Chairman of the Whig Party of Wisconsin
- In office 1852–1854

2nd Village President of Madison, Wisconsin
- In office 1847–1850
- Preceded by: Thomas W. Sutherland
- Succeeded by: William N. Seymour

Member of the Council of the Wisconsin Territory for Dane, Green, and Sauk counties
- In office January 4, 1847 – May 29, 1848
- Preceded by: John Catlin
- Succeeded by: Position Abolished

Personal details
- Born: Alexander Lynn Collins March 17, 1812 Whitestown, New York
- Died: October 31, 1901 (aged 89) Neenah, Wisconsin
- Party: Whig
- Spouse: Sarah Heaton Huggins
- Children: Alexander W. Collins; ^{(b. 1836; died 1916)}; 2 other sons; Jessie Wingate (McCord); ^{(b. 1839; died 1932)}; Charlotte Abernathy (Ilsley); ^{(b. 1841; died 1917)}; Caroline B. (Brooks);
- Parents: Oliver Collins (father); Catharine (Kellogg) Collins (mother);
- Relatives: Ela Collins (half-brother); Sarah C. (Doty) (half-sister); Catherine Frances (White) (half-sister);
- Occupation: lawyer, judge

= Alexander L. Collins =

American pioneer, first Governor of Wisconsin

Alexander Lynn Collins (March 17, 1812 - October 31, 1901) was an American lawyer, judge, and politician. He was an important leader of the Whig Party in the early years of Wisconsin, serving as party chairman, nominee for United States Congress, for United States Senate, and for Governor of Wisconsin. He also served as a Wisconsin Circuit Court Judge and a member of the University of Wisconsin Board of Regents. In historical documents, his middle name is sometimes spelled "Linn" and he is sometimes referred to as "A. L. Collins."

==Early life and education==

Alexander L. Collins was born in Whitestown, New York, to Oliver Collins and his fourth wife, Catharine (Kellogg) Collins. His father was a farmer and had been a volunteer in the Continental Army during the American Revolutionary War. Oliver Collins rose to the rank of Brigadier General with the New York militia during the War of 1812. Alexander was the tenth of twelve children fathered by Oliver Collins.

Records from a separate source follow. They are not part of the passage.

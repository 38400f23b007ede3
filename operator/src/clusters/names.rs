use kube::Resource;
use stormop_types::{Cluster, ManagementMode};

pub fn configmap_name(cluster: &Cluster) -> String {
    resource_name(cluster, |r| r.config_map.clone(), "config")
}

pub fn nimbus_statefulset_name(cluster: &Cluster) -> String {
    resource_name(cluster, |r| r.nimbus_stateful_set.clone(), "nimbus")
}

pub fn supervisor_deployment_name(cluster: &Cluster) -> String {
    resource_name(cluster, |r| r.supervisor_deployment.clone(), "supervisor")
}

pub fn ui_deployment_name(cluster: &Cluster) -> String {
    resource_name(cluster, |r| r.ui_deployment.clone(), "ui")
}

pub fn nimbus_service_name(cluster: &Cluster) -> String {
    resource_name(cluster, |r| r.nimbus_service.clone(), "nimbus")
}

pub fn ui_service_name(cluster: &Cluster) -> String {
    resource_name(cluster, |r| r.ui_service.clone(), "ui")
}

fn resource_name(
    cluster: &Cluster,
    reference: impl Fn(&stormop_types::ReferenceResourceNames) -> Option<String>,
    suffix: &str,
) -> String {
    let name = cluster.meta().name.clone().unwrap_or_default();
    if cluster.spec.management_mode == ManagementMode::Reference {
        if let Some(names) = &cluster.spec.resource_names
            && let Some(explicit) = reference(names)
        {
            return explicit;
        }
    }
    format!("{name}-{suffix}")
}

/// Nimbus DNS seed names for `nimbus.seeds`, one per stateful-set replica,
/// using the actual stateful-set name (whichever mode resolved it).
pub fn nimbus_seeds(cluster: &Cluster, namespace: &str) -> Vec<String> {
    let sts_name = nimbus_statefulset_name(cluster);
    let svc_name = nimbus_service_name(cluster);
    let replicas = cluster.spec.nimbus.replicas.max(1);
    (0..replicas)
        .map(|i| format!("{sts_name}-{i}.{svc_name}.{namespace}.svc.cluster.local"))
        .collect()
}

At the age of 19, he began studying law in the office of Storrs and White, in Whitesboro, New York. In 1833, at age 21, he moved to Cleveland, Ohio, and continued his legal studies. He was admitted to the State Bar in 1835, at the Supreme Court of Ohio.

==Wisconsin politics==

Collins practiced law in Cleveland for several years, then moved to the Wisconsin Territory in 1842, settling in Madison. He continued his law practice there, first establishing a brief partnership with Thomas W. Sutherland, who had been the United States Attorney for the Wisconsin Territory. He soon moved into a longer-term legal partnership with George Baldwin Smith, and, after 1853, with Elisha W. Keyes, through which Collins became a prominent and well-respected lawyer in the state. Some of his siblings also relocated to Wisconsin—his older sister, Sarah, was the wife of Wisconsin Territorial Governor James Duane Doty.

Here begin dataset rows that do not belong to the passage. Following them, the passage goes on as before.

/// Version-driven rolling replace: kill, poll until Storm no longer lists
/// the name (up to 2 minutes at 5 s intervals), then resubmit.
async fn rolling_replace(client: Client, topology: &Topology, context: &ContextData) -> Result<Action, Error> {
    let cluster = cluster_for(&context.client, topology).await?;
    let cluster_namespace = cluster.meta().namespace.clone().unwrap_or_default();
    let Some(storm) = context
        .storm_clients
        .get_client(&cluster_namespace, &topology.spec.cluster_name)
        .await
    else {
        return Ok(Action::requeue(StdDuration::from_secs(10)));
    };

    actions::set_state(
        client.clone(),
        topology,
        TopologyPhase::Updating,
        TopologyState::Killing,
        "killing previous version",
    )
    .await?;

    match storm.kill_topology(&topology.spec.name, 30).await {
        Ok(()) | Err(_) => {}
    }

    let deadline = tokio::time::Instant::now() + StdDuration::from_secs(120);
    loop {
        match storm.get_topology(&topology.spec.name).await {
            Err(e) if e.is_absence() => break,
            _ => {}
        }
        if tokio::time::Instant::now() >= deadline {
            actions::mark_failed(
                client.clone(),
                topology,
                "timed out waiting for Storm to release the topology name during rolling replace",
            )
            .await?;
            return Ok(Action::requeue(StdDuration::from_secs(30)));
        }
        tokio::time::sleep(StdDuration::from_secs(5)).await;
    }

    actions::set_state(
        client.clone(),
        topology,
        TopologyPhase::Submitting,
        TopologyState::Submitting,
        "resubmitting after kill",
    )
    .await?;

    let jar_path = actions::resolve_jar(client.clone(), topology, context.jar_cache.clone()).await?;
    do_submit(client.clone(), topology, context, &jar_path).await?;
    Ok(Action::requeue(StdDuration::from_secs(5)))
}

async fn suspend(client: Client, topology: &Topology, context: &ContextData) -> Result<(), Error> {
    let cluster = cluster_for(&context.client, topology).await?;
    let cluster_namespace = cluster.meta().namespace.clone().unwrap_or_default();
    if let Some(storm) = context
        .storm_clients
        .get_client(&cluster_namespace, &topology.spec.cluster_name)
        .await
    {
        let _ = storm.deactivate_topology(&topology.spec.name).await;
    }
    let _ = client;
    Ok(())
}

async fn resume(client: Client, topology: &Topology, context: &ContextData) -> Result<(), Error> {
    let cluster = cluster_for(&context.client, topology).await?;
    let cluster_namespace = cluster.meta().namespace.clone().unwrap_or_default();
    if let Some(storm) = context
        .storm_clients
        .get_client(&cluster_namespace, &topology.spec.cluster_name)
        .await
    {
        let _ = storm.activate_topology(&topology.spec.name).await;
    }
    let _ = client;
    Ok(())
}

In 1846, Collins was elected to his first public office when he was chosen to represent Dane, Green, and Sauk counties on the Territorial Council. He served on the council until its dissolution, at the time Wisconsin became a state.

In Wisconsin's first election for voting members of Congress, Collins was the Whig Party's candidate in the 2nd Congressional district. He was defeated in that election by Democrat Mason C. Darling. After the seating of the 1st Wisconsin Legislature, Collins stood, along with Edward V. Whiton, as Whig candidates for United States Senate—U.S. senators at the time were elected by the state legislature, rather than through popular election. The Democratic Party had a clear majority in the Legislature, thus Collins and Whiton were defeated by the Democratic Party ticket of Henry Dodge and Isaac P. Walker. Later that year, Collins was appointed to the first board of regents of the University of Wisconsin. Whiton went on to serve on the Wisconsin Circuit Court and later became the first chief justice of the Wisconsin Supreme Court.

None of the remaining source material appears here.